=== Section Start ===

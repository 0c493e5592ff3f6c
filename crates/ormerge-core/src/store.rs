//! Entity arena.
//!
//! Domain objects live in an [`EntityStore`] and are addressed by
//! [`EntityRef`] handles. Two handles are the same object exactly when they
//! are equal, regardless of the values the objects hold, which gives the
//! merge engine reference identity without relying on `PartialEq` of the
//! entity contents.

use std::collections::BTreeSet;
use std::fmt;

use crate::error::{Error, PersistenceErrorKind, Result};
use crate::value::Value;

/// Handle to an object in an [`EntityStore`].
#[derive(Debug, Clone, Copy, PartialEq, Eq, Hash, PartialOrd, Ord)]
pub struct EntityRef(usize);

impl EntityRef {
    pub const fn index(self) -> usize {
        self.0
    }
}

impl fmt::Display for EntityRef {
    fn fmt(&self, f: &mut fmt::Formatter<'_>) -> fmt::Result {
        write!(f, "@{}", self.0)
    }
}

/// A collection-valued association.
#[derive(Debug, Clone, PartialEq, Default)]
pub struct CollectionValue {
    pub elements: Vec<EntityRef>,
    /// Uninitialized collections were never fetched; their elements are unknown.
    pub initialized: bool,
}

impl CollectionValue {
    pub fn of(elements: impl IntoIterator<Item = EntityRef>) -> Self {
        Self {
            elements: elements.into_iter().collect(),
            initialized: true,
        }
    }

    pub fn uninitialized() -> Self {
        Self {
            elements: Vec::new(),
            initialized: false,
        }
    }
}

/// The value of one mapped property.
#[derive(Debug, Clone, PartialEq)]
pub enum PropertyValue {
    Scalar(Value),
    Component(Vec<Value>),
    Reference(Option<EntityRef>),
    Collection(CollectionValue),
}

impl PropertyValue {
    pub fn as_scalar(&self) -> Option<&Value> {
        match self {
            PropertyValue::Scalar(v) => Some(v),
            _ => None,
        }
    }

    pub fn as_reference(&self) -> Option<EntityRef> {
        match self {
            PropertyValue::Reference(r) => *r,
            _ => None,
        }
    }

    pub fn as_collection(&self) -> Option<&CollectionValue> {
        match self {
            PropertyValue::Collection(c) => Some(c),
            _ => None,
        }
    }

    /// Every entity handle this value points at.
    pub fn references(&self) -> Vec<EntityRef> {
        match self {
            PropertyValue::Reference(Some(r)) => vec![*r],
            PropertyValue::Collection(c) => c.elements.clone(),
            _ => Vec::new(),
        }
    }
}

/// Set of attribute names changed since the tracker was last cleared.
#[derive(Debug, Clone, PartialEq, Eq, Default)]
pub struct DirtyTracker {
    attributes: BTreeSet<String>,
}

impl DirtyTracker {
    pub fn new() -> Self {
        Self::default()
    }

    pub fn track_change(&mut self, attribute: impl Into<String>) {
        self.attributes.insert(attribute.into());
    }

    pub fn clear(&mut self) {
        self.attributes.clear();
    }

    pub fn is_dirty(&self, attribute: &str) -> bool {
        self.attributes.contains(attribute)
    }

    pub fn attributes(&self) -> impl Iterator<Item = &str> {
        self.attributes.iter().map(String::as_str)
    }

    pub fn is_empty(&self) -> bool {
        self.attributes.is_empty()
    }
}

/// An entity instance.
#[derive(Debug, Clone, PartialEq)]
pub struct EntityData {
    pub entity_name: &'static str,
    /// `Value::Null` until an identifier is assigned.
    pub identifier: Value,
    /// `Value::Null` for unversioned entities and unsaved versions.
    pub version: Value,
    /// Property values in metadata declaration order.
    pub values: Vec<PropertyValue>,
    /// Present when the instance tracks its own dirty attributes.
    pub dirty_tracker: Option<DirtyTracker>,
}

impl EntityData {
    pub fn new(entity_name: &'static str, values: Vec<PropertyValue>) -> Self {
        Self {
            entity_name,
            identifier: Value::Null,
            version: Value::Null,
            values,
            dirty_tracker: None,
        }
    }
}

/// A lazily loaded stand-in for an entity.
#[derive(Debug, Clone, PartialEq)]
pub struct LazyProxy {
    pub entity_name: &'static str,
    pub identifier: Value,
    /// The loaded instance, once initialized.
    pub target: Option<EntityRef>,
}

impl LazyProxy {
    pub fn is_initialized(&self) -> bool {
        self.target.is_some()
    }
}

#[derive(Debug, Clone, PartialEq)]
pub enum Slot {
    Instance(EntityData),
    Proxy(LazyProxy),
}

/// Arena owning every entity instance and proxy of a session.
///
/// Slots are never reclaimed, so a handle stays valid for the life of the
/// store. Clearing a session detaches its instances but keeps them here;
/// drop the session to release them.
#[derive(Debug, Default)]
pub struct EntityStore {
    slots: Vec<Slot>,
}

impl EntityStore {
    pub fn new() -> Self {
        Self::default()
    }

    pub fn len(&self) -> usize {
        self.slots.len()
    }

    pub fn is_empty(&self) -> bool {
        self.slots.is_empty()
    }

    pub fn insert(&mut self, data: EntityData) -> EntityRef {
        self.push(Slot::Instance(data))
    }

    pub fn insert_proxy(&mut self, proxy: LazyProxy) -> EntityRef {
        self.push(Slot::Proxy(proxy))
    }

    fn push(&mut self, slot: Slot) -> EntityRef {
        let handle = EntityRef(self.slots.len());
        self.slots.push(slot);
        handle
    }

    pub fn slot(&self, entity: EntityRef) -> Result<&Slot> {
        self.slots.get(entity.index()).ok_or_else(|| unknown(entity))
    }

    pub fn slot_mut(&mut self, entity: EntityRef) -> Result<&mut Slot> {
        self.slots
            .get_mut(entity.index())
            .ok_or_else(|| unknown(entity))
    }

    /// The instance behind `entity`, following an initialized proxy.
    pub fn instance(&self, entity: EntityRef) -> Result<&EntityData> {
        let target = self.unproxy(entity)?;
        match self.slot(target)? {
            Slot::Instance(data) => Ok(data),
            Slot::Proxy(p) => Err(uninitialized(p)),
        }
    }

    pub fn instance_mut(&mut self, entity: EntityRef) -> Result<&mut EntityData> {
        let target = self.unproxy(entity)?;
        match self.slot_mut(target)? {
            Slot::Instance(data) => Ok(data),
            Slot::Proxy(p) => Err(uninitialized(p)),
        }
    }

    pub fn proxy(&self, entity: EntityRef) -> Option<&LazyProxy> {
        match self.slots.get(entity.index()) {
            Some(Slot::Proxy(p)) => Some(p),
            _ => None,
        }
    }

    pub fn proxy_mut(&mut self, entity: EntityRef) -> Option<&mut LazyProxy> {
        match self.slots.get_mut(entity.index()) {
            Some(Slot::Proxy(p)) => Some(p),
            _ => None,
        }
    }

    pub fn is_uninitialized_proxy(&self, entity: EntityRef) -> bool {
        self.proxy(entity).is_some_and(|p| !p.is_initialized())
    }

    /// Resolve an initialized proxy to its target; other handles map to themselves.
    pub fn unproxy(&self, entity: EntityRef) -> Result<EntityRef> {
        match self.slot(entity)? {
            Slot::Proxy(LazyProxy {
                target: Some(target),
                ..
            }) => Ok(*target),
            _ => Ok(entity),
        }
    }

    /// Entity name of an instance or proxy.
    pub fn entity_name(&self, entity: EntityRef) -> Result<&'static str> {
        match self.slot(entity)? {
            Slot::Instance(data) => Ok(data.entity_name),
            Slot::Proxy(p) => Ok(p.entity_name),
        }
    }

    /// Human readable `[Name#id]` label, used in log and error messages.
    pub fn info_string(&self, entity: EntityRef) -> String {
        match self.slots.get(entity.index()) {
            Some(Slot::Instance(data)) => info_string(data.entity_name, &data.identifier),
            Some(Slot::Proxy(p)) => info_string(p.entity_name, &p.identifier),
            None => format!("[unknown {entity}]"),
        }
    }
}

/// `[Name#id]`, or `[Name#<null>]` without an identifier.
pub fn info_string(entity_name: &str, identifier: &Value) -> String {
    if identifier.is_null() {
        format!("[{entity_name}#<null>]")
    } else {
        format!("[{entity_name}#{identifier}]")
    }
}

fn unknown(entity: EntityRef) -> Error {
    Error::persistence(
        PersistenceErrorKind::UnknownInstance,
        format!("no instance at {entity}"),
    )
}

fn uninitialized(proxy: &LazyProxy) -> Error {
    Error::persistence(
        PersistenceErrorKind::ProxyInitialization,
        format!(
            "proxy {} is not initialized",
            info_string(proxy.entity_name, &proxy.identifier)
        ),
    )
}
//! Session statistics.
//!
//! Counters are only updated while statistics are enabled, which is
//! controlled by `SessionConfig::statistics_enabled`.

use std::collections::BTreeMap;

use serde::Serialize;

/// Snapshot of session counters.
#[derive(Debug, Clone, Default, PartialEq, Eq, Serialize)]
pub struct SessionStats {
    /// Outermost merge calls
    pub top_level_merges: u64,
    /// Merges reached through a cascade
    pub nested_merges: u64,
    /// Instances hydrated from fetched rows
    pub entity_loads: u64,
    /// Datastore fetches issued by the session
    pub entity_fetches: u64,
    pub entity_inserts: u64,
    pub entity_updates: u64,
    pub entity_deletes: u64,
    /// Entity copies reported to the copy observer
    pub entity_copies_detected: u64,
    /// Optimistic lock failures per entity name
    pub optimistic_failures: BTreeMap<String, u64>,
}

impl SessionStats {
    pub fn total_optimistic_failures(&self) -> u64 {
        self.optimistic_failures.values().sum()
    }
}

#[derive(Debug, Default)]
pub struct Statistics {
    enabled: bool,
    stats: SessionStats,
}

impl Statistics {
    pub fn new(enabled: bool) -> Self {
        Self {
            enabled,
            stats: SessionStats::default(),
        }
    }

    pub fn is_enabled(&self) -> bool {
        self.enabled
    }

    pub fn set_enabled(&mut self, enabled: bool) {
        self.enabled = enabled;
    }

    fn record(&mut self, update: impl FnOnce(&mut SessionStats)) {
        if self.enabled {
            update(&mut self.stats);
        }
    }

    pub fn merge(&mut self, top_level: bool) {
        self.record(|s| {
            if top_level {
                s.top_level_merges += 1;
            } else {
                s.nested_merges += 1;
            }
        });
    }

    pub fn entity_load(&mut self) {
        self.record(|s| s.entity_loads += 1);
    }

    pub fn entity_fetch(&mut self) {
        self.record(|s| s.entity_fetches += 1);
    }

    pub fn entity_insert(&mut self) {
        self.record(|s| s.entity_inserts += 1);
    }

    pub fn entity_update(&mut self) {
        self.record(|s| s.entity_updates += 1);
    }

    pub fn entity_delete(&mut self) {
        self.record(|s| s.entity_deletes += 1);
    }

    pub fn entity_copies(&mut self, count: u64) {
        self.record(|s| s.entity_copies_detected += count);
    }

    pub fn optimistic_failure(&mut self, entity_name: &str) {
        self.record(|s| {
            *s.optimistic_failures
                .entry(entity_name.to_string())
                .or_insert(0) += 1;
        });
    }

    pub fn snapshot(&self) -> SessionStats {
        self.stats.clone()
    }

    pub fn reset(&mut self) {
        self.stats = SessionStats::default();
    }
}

=== Section End ===

**What the exercise asks**
In the lines above, find each one with "record" and list it.

**Final answer**
    fn record(&mut self, update: impl FnOnce(&mut SessionStats)) {
        self.record(|s| {
        self.record(|s| s.entity_loads += 1);
        self.record(|s| s.entity_fetches += 1);
        self.record(|s| s.entity_inserts += 1);
        self.record(|s| s.entity_updates += 1);
        self.record(|s| s.entity_deletes += 1);
        self.record(|s| s.entity_copies_detected += count);
        self.record(|s| {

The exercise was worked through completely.